The
grinning Cheshire Cat
But this puss was no Lewis Carroll creation
"...It vanished quite slowly, beginning with the end of the
tail, and ending with the grin, which remained some time after the
rest of it had gone."
Lewis Carroll did not invent the enigmatic Cheshire Cat. Sorry !
Please don't feel disillusioned, for the truth of the origin of
the Cheshire Cat pays a greater tribute to the scholarship of the
Rev. Charles Lutwidge Dodgson than to the imagination of his alter
ego, the children's writer.
Bom in 1832. Charles grew up in what was then the isolated small
country village of Daresbury, where his father began his career
as curate. The elder Dodgson was himself no mean scholar, becoming
in later life Archdeacon of Richmond and a Canon of Ripon.
As the eldest son of a family of eleven, Charles showed an early
aptitude for amusing small children.
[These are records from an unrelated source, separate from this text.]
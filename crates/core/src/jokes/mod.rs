mod canned;

use futures::future::BoxFuture;

pub use canned::CannedJokes;

#[derive(thiserror::Error, Debug)]
pub enum JokeError {
    #[error("no jokes available")]
    NoJokesAvailable,
}

pub trait JokeSource: Send + Sync {
    fn next_joke(&self) -> BoxFuture<'_, Result<String, JokeError>>;
}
He devised games, and edited
a series of family magazines to which all his brothers and sisters
were expected to contribute.
Painfully shy, with a stammer, deaf in one ear, and with few friends
outside his family, the young Dodgson was a voracious reader and
academically brilliant.
Picture this quiet, studious, but fun-loving boy devouring the ancient
books in his father's library. Was it here that he first became
familiar with the tale of the disappearing Cheshire Cat?
The story begins with the eleventh century Earl of Chester, Hugh
Lupus, a nephew of William the Conqueror, Hugh 'the Wolf', a very
big man, was also known as Hugh 'the fat'.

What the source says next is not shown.